An Open Letter To People (My Family Included) Who Think It’s OK To Post Tragic News On Facebook

August 22, 2012  |  

 

Source: Glamour.com

I never have – and likely never will – understand how in the middle of a tragedy (death, hospital visits, freak accidents), people’s first thought is to update their Facebook or Twitter status with the news. I remember a friend once stopped to take a picture of her son’s busted lip and posted it online before taking him to the emergency room for stitches. That was the day I quietly nominated her for worst mother of the year, not to mention said a prayer for her hurt little boy. At this point, I’ve succumbed to the “to each his own” rule, figuring if letting everyone know your sad news helps you cope, fine. What I cannot make peace with is how doing so causes me (and other people) to find out devastating news through a Facebook or Twitter feed instead of in-person or by phone.  Heck, I would even settle for a text message if it meant I wouldn’t be bombarded with RIP and RIH messages on my homepage that make me respond, WTF?

I’ll never forget the day last fall when all over my Facebook feed there were messages my older cousin had posted on his sister, brother, and nieces and nephew’s walls telling them they needed to call home about his dad (my uncle) ASAP. He’d posted it so many times, I immediately went into panic mode. I was closer to my uncle than my own grandfather so  I dreaded hearing that something terrible had happened, while simultaneously wanting to smack my cousin for inducing so much fear out of the blue. I called around the family and was told my uncle was just fatigued, having some pain, but it was nothing serious. Not long after I found out (thankfully, not through word of mouth this time) that my uncle had been diagnosed with cancer. A year later, though, I’m finding myself in a similar digital situation that is frustrating to say the least.

Last Sunday, my mom told me that same uncle was placed in Hospice because he was no longer able to take care of himself. By the next morning, I had been tagged in a post by another relative — along with 19 other family members — that essentially told everybody’s Facebook friends things were going downhill with his health and we all needed prayer. Again I was put on alert and not comfortable with some generic Facebook plea being broadcast in the hour of need the hour I arrived at work. Not long after, my mom told me the family was gathering because they didn’t think it would be much longer before my uncle passed.  Thanks, Facebook. Thanks, Family.

And this morning, though I was briefed via a text from my mom (which I still have to get on her about), I found out my uncle had passed away. Upset enough as I was — and trying to figure out how to care about Chrianna, Mariah Carey, And “Love & Hip-Hop” in the midst of this revelation — I received a Gchat from a family friend around 8:30 am asking, “did you hear?” like we were talking about a new rap single or something. And though I put off going on Facebook as long as possible, sure enough the rest in heaven/in peace, and sad going away messages took over my timeline, making an impossibly difficult day, that much harder.

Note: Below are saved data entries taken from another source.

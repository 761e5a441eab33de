//! Calibration persistence on an AT24C256 I2C EEPROM.

use embedded_hal_async::{delay::DelayNs, i2c::I2c};

use crate::calibration::{self, CalibrationProfile, RECORD_CAPACITY};
use crate::error::{Error, Result};

/// 256 kbit
pub const AT24C256_CAPACITY: usize = 32 * 1024;
pub const AT24C256_PAGE_SIZE: usize = 64;
/// Max internal write cycle time (tWR)
const WRITE_CYCLE_MS: u32 = 5;

/// Where calibration offsets survive a reboot.
#[allow(async_fn_in_trait)]
pub trait CalibrationStore {
    /// `Ok(None)` when no usable record is stored.
    async fn load(&mut self) -> Result<Option<CalibrationProfile>>;

    async fn store(&mut self, profile: &CalibrationProfile) -> Result<()>;
}

pub struct At24c256<I, D> {
    i2c: I,
    delay: D,
    address: u8,
    offset: u16,
}

impl<I: I2c, D: DelayNs> At24c256<I, D> {
    /// `offset` is the memory address of the calibration record.
    pub fn new(i2c: I, delay: D, address: u8, offset: u16) -> Self {
        Self {
            i2c,
            delay,
            address,
            offset,
        }
    }

    pub async fn read(&mut self, mem: u16, buf: &mut [u8]) -> Result<()> {
        check_range(mem, buf.len())?;

        self.i2c
            .write_read(self.address, &mem.to_be_bytes(), buf)
            .await
            .map_err(|_| Error::Storage)
    }

    /// Writes `data` page by page, waiting out the write cycle after each page.
    pub async fn write(&mut self, mem: u16, data: &[u8]) -> Result<()> {
        check_range(mem, data.len())?;

        let mut mem = mem as usize;
        let mut rest = data;
        let mut buf = [0u8; 2 + AT24C256_PAGE_SIZE];

        while !rest.is_empty() {
            let room = AT24C256_PAGE_SIZE - mem % AT24C256_PAGE_SIZE;
            let (chunk, tail) = rest.split_at(room.min(rest.len()));

            buf[..2].copy_from_slice(&(mem as u16).to_be_bytes());
            buf[2..2 + chunk.len()].copy_from_slice(chunk);

            self.i2c
                .write(self.address, &buf[..2 + chunk.len()])
                .await
                .map_err(|_| Error::Storage)?;
            self.delay.delay_ms(WRITE_CYCLE_MS).await;

            mem += chunk.len();
            rest = tail;
        }

        Ok(())
    }

    pub fn release(self) -> (I, D) {
        (self.i2c, self.delay)
    }
}

fn check_range(mem: u16, len: usize) -> Result<()> {
    if mem as usize + len > AT24C256_CAPACITY {
        return Err(Error::Storage);
    }
    Ok(())
}

impl<I: I2c, D: DelayNs> CalibrationStore for At24c256<I, D> {
    async fn load(&mut self) -> Result<Option<CalibrationProfile>> {
        let mut image = [0u8; RECORD_CAPACITY];
        self.read(self.offset, &mut image).await?;

        match calibration::decode_record(&image) {
            Ok(profile) => Ok(Some(profile)),
            Err(err) => {
                info!("No usable calibration in EEPROM: {:?}", err);
                Ok(None)
            }
        }
    }

    async fn store(&mut self, profile: &CalibrationProfile) -> Result<()> {
        let image = calibration::encode_record(profile).ok_or(Error::Storage)?;
        self.write(self.offset, &image).await?;
        info!("Calibration stored at EEPROM offset {}", self.offset);
        Ok(())
    }
}
//! The control routine: startup, calibration and the broadcast loop.

use embedded_hal_async::delay::DelayNs;

use crate::config::Config;
use crate::error::{Error, Result};
use crate::frame::{self, Frame, FrameSink};
use crate::sensor::{self, OrientationSensor};
use crate::state::Phase;
use crate::storage::CalibrationStore;

const HALT_REPORT_MS: u32 = 1_000;

/// Owns the sensor, the calibration store and the delay for the whole process lifetime.
pub struct Station<'c, S, C, D> {
    config: &'c Config,
    sensor: S,
    store: C,
    delay: D,
    phase: Phase,
}

impl<'c, S, C, D> Station<'c, S, C, D>
where
    S: OrientationSensor,
    C: CalibrationStore,
    D: DelayNs,
{
    pub fn new(config: &'c Config, sensor: S, store: C, delay: D) -> Self {
        Self {
            config,
            sensor,
            store,
            delay,
            phase: Phase::Init,
        }
    }

    pub fn phase(&self) -> Phase {
        self.phase
    }

    /// Initializes the sensor and restores stored calibration when allowed.
    pub async fn startup(&mut self) -> Phase {
        if self.phase != Phase::Init {
            return self.phase;
        }

        info!("Initializing BNO055 at {=u8:#x}", self.config.i2c_address);

        if let Err(e) = self.sensor.init().await {
            error!("Sensor init failed: {:?}", e);
            self.phase = Phase::Fatal;
            return self.phase;
        }

        self.phase = if self.config.re_calib {
            info!("Recalibration forced");
            Phase::Calibrating
        } else if self.restore_calibration().await {
            Phase::Running
        } else {
            Phase::Calibrating
        };

        self.phase
    }

    async fn restore_calibration(&mut self) -> bool {
        let profile = match self.store.load().await {
            Ok(Some(profile)) => profile,
            Ok(None) => return false,
            Err(e) => {
                warn!("Reading stored calibration failed: {:?}", e);
                return false;
            }
        };

        match self.sensor.apply_profile(&profile).await {
            Ok(()) => {
                info!("Stored calibration applied");
                true
            }
            Err(e) => {
                warn!("Applying stored calibration failed: {:?}", e);
                false
            }
        }
    }

    /// One look at the calibration registers. Returns true once the station is running.
    pub async fn poll_calibration(&mut self) -> bool {
        if self.phase != Phase::Calibrating {
            return self.phase == Phase::Running;
        }

        let status = match self.sensor.calibration_status().await {
            Ok(status) => status,
            Err(e) => {
                warn!("Reading calibration status failed: {:?}", e);
                return false;
            }
        };

        info!(
            "Calibration sys={} gyro={} accel={} mag={}",
            status.sys, status.gyro, status.accel, status.mag
        );

        if !status.is_complete(self.config.skip_mag_calib) {
            return false;
        }

        self.persist_calibration().await;
        self.phase = Phase::Running;
        true
    }

    async fn persist_calibration(&mut self) {
        let profile = match self.sensor.profile().await {
            Ok(profile) => profile,
            Err(e) => {
                warn!("Reading calibration profile failed: {:?}", e);
                return;
            }
        };

        if let Err(e) = self.store.store(&profile).await {
            warn!("Storing calibration failed: {:?}", e);
        }
    }

    /// Waits, without timeout, until the sensor reports full calibration.
    pub async fn calibrate(&mut self) {
        info!("Calibrating, move the sensor until all levels reach 3");

        while !self.poll_calibration().await {
            self.delay.delay_ms(self.config.calib_interval_ms).await;
        }

        info!("Calibration complete");
    }

    /// Startup plus calibration. Never returns when the sensor is missing.
    pub async fn bring_up(&mut self) {
        match self.startup().await {
            Phase::Fatal => self.halt().await,
            Phase::Calibrating => self.calibrate().await,
            Phase::Init | Phase::Running => {}
        }
    }

    /// Reads one sample and pushes its frame to the sinks. Send failures are dropped.
    pub async fn measure<U, T>(&mut self, udp: &mut U, serial: Option<&mut T>) -> Result<Frame>
    where
        U: FrameSink,
        T: FrameSink,
    {
        let sample = sensor::read_sample(&mut self.sensor, self.config).await?;
        let frame = frame::encode(&sample).ok_or(Error::Sensor)?;

        if let Err(e) = udp.send(frame.as_bytes()).await {
            debug!("UDP send dropped: {:?}", e);
        }

        if self.config.use_serial {
            if let Some(serial) = serial {
                if let Err(e) = serial.send(frame.as_bytes()).await {
                    debug!("Serial write dropped: {:?}", e);
                }
            }
        }

        Ok(frame)
    }

    /// The steady-state loop: sample, send, sleep.
    pub async fn run<U, T>(&mut self, udp: &mut U, mut serial: Option<&mut T>) -> !
    where
        U: FrameSink,
        T: FrameSink,
    {
        info!(
            "Broadcasting {:?} frames every {} ms on port {}",
            self.config.layout(),
            self.config.measure_interval_ms,
            self.config.udp_port
        );

        loop {
            if let Err(e) = self.measure(udp, serial.as_deref_mut()).await {
                warn!("Skipping sample: {:?}", e);
            }
            self.delay.delay_ms(self.config.measure_interval_ms).await;
        }
    }

    /// Absorbing failure state. Keeps reporting and touches nothing else.
    pub async fn halt(&mut self) -> ! {
        self.phase = Phase::Fatal;
        loop {
            error!("No BNO055 detected at {=u8:#x}, check wiring or I2C address", self.config.i2c_address);
            self.delay.delay_ms(HALT_REPORT_MS).await;
        }
    }
}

Unlike the ability to block out certain things from your mind and handle business until you can go cry in the car or do whatever you need to do, thanks to Mark Zuckerberg’s nifty Facebook design, you can’t block out random updates from smacking you in the face and the heart.

I mean, remember when you used to ask a person if they were sitting down before you told them bad news? Now you can be inundated with it just trying to check-in on FourSquare. The ish has got to stop. I know people want to spread the word and receive condolences and pay e-respects, but no one lives in a bubble and Facebook/Twitter and all those things straight pop whatever since of privacy you can hold on to and put the business out there for everyone to see without any sort of emotional buffer. Not to mention courtesy for people who don’t want to share their personal business with Internet friends. Can we at least give the mentions of the dead a day (half at least) before splattering that type of news on the e-waves and making sure everyone who actually would need to know that sort of thing has been intimately informed rather than digitally?

I always shudder when I see those types of notifications from friends breaking crazy news and all the paranoid triple question marks, call me asap, what happened messages that fall under the wall posts. No one wants to get unexpected bad news and then be forced to wait for the next status update to find out if they need to make a trip, send flowers, bow in prayer or what. At the very least, use the messaging system to indicate the seriousness of the topic and keep things private. Social Media has re-written the rules on a lot of our social interactions, but some things we just need to keep sacred and private due to their sensitive nature and the feelings of all (key word) involved.